Segment Open

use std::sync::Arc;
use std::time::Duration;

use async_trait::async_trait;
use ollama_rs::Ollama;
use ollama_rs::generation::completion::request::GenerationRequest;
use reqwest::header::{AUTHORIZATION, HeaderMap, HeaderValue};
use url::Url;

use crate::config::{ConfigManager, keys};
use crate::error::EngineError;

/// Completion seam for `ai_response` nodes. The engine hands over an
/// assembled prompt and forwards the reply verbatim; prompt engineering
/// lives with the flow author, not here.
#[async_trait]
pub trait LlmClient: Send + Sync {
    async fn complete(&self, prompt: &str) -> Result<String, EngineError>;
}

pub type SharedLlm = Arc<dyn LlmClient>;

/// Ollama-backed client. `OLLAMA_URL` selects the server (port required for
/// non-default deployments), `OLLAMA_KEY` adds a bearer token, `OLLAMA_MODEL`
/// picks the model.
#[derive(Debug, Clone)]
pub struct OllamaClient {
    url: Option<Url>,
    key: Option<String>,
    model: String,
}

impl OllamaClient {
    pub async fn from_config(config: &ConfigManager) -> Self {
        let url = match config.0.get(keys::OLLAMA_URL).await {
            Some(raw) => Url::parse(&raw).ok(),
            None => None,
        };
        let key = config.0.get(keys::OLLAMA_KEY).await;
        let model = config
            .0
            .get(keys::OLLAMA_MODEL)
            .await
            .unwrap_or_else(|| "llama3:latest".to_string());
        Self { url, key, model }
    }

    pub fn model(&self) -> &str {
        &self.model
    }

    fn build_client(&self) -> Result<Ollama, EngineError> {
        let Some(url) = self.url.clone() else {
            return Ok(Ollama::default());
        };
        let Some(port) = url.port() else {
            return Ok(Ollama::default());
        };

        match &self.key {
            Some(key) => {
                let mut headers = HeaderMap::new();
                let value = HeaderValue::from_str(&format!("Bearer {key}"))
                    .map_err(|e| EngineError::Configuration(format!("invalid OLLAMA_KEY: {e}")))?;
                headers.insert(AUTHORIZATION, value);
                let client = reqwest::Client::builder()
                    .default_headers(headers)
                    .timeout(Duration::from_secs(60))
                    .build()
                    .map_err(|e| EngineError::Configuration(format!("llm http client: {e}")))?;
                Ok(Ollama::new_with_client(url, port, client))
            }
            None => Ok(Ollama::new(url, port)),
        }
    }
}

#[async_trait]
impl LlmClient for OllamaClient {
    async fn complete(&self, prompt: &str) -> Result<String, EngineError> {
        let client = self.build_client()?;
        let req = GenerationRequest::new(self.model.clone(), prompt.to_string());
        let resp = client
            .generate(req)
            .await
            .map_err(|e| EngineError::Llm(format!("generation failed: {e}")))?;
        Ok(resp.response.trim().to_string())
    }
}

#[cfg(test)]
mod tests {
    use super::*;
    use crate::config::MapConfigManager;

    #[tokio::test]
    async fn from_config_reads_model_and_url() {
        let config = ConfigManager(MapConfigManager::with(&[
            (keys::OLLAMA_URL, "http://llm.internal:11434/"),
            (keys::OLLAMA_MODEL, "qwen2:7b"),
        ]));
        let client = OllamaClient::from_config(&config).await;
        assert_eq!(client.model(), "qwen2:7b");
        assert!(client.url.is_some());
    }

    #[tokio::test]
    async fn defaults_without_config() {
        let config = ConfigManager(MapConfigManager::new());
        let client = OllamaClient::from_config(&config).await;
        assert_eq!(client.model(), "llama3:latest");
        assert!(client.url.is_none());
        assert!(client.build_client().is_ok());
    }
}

Segment Closed
Segment Open

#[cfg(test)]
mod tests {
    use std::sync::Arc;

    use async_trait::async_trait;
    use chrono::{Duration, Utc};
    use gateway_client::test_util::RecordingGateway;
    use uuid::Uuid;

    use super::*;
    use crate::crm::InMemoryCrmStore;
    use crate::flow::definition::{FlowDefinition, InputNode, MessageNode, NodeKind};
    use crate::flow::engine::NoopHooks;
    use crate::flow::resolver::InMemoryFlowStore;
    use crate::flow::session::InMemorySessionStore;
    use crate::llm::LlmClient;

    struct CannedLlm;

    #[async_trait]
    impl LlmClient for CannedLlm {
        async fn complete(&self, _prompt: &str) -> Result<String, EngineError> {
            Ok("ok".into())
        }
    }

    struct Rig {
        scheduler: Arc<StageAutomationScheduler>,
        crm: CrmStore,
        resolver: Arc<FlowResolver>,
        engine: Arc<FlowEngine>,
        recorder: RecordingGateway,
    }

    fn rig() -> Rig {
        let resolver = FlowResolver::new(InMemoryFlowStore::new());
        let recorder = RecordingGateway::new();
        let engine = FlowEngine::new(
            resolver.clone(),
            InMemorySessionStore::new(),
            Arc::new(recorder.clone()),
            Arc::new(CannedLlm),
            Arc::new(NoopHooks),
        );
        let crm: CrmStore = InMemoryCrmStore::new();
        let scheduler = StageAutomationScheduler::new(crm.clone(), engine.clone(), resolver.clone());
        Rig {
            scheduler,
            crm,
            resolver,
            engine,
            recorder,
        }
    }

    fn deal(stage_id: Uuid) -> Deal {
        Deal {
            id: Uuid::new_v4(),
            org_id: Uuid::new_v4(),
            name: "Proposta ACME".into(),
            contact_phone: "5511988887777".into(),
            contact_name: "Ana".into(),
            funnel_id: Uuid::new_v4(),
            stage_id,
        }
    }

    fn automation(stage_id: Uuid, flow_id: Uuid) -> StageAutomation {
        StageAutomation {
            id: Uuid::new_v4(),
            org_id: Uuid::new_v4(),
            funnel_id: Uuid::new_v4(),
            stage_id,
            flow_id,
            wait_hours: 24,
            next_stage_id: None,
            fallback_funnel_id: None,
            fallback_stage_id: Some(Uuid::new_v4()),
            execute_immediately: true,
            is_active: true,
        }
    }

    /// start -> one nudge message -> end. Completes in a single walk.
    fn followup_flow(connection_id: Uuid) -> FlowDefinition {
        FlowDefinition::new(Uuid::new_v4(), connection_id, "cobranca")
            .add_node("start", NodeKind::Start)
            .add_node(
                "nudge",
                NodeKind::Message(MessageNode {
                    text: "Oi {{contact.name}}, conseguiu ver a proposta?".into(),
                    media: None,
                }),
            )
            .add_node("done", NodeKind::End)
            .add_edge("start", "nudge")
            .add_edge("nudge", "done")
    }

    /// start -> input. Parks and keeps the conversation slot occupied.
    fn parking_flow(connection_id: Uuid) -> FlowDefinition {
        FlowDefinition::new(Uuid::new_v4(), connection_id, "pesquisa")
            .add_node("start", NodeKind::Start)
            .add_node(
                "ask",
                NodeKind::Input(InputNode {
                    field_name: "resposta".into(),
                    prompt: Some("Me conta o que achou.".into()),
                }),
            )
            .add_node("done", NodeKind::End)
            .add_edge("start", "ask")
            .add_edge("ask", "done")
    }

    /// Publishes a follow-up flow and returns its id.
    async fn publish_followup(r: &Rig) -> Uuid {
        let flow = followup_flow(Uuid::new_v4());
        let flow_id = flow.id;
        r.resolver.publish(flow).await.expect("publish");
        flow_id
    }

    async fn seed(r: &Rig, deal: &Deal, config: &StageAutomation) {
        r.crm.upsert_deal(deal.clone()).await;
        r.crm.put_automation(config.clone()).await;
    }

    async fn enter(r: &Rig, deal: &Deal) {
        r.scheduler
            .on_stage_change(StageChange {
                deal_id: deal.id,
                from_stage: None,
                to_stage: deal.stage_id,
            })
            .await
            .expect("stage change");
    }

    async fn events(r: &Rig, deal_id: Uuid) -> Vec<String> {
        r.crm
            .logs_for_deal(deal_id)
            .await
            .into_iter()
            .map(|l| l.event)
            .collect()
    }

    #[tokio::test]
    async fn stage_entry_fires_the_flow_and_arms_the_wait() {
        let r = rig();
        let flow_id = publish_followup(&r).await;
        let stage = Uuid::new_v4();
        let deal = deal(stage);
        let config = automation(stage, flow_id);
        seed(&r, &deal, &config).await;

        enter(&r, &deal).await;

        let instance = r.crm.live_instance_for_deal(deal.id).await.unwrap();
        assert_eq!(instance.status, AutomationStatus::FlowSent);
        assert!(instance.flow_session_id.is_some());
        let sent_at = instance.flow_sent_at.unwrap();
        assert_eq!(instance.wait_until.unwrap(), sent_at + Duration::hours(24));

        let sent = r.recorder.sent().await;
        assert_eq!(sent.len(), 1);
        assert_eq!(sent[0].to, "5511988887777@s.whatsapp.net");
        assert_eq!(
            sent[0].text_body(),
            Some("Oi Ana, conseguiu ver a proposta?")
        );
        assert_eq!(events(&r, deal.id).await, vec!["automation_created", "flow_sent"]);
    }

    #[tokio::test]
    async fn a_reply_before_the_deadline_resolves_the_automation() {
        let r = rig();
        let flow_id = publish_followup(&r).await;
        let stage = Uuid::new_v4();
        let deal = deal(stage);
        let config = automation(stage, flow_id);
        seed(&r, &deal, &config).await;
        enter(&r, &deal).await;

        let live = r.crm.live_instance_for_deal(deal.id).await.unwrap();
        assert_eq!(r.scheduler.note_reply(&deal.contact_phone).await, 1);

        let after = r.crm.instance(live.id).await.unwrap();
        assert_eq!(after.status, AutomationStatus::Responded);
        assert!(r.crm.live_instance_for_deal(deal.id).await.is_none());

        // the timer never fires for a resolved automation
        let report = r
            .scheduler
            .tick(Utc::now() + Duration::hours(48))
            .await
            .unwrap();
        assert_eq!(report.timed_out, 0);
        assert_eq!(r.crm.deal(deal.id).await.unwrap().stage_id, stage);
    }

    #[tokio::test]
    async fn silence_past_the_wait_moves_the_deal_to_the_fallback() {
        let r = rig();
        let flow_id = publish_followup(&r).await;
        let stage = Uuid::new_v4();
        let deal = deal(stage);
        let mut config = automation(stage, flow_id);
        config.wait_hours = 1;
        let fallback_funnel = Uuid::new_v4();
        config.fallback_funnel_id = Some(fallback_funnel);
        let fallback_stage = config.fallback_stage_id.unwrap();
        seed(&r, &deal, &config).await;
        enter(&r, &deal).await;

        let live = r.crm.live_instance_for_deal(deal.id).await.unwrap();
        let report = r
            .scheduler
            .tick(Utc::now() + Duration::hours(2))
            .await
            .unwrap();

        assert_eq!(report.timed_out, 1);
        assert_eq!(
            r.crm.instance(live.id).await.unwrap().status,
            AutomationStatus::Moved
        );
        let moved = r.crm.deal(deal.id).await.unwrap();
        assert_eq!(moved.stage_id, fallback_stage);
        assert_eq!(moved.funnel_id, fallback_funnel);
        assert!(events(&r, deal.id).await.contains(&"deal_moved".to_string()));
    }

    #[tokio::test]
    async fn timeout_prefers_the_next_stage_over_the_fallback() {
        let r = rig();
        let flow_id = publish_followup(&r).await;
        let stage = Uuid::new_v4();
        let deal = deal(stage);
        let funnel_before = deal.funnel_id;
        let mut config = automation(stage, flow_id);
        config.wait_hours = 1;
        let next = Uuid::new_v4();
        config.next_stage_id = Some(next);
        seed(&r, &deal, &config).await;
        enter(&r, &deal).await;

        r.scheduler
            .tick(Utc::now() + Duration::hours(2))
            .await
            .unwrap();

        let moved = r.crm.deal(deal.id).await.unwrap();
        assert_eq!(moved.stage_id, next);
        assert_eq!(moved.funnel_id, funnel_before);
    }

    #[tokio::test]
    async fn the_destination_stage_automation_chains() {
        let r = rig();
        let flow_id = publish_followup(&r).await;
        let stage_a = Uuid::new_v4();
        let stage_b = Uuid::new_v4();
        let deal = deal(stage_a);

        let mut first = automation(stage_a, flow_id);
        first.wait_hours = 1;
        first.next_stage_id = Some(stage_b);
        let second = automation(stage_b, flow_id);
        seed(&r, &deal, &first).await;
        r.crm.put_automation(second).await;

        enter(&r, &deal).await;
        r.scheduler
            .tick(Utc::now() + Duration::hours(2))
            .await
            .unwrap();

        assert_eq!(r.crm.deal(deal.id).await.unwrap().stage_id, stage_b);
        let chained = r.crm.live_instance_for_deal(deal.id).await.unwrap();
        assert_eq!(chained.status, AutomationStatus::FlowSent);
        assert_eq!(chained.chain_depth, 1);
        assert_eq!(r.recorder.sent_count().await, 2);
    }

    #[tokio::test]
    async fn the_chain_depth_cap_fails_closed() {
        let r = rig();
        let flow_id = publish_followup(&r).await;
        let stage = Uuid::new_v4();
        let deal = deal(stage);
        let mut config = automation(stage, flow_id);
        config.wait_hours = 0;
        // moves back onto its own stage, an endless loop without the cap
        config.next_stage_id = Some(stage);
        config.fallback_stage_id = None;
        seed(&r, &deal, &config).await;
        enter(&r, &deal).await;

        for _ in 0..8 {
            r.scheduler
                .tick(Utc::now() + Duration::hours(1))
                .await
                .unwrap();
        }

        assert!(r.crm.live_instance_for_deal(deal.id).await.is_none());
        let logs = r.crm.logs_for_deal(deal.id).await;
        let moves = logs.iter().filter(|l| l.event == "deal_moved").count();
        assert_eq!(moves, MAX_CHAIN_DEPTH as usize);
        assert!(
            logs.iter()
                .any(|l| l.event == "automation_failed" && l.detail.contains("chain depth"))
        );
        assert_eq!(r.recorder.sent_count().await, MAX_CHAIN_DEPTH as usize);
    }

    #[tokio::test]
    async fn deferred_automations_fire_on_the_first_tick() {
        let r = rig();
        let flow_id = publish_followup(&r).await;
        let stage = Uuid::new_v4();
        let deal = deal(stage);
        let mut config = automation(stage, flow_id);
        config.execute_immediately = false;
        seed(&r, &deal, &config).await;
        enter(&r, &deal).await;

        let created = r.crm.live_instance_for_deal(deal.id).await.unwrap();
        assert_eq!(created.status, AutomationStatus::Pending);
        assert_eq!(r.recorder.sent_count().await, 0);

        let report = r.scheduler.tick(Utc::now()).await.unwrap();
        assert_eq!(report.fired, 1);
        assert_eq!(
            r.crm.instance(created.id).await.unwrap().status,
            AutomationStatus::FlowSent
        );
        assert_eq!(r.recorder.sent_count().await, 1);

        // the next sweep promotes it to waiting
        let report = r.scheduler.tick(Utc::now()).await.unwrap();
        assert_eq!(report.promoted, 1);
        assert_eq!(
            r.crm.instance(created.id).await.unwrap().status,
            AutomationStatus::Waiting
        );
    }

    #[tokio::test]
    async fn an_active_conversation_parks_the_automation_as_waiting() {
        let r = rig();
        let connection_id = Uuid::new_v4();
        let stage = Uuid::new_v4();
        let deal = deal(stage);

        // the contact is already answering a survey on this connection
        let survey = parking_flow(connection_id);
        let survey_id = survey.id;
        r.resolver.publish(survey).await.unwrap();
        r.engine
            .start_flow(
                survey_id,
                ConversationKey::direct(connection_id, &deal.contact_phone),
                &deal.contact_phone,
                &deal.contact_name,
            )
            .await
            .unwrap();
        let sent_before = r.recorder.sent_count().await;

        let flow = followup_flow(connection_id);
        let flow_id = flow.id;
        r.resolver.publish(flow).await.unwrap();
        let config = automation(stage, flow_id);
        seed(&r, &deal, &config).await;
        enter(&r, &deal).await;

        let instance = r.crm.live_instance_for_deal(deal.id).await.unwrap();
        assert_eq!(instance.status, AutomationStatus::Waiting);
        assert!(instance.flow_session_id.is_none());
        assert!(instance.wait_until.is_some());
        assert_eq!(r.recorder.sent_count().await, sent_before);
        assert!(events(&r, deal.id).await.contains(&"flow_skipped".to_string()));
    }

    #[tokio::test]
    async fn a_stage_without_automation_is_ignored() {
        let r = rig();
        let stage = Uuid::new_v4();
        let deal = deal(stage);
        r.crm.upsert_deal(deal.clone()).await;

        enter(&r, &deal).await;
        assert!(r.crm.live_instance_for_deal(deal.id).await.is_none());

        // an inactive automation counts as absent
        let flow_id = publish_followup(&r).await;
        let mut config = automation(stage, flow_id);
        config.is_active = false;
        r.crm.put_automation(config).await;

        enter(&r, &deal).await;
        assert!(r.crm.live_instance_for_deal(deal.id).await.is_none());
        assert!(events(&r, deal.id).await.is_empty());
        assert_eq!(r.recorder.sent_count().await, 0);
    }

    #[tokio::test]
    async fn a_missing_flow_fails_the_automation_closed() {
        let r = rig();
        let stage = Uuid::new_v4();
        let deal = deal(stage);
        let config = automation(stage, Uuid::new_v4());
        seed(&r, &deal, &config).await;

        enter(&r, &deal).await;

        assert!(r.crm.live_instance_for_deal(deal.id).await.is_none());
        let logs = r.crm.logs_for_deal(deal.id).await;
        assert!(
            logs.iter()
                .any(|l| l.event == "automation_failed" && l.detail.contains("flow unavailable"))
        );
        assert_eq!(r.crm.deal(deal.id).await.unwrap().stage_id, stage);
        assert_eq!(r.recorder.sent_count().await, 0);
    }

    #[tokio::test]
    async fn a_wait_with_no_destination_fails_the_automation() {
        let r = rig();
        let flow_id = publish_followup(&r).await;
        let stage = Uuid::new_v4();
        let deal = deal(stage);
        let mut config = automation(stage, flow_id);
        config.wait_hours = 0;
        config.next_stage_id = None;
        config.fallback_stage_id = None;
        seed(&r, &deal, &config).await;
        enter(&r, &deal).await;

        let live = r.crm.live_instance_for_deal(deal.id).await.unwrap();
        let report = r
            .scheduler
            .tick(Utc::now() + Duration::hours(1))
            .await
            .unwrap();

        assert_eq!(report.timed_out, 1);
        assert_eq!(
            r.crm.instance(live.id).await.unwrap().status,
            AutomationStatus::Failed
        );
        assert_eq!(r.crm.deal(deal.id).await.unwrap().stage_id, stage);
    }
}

Segment Closed

- **WHAT THE TASK ASKS**:
Pull out every line above that holds the word "struct".

- **PROBLEM SOLUTION**:
pub struct OllamaClient {
    struct CannedLlm;
    struct Rig {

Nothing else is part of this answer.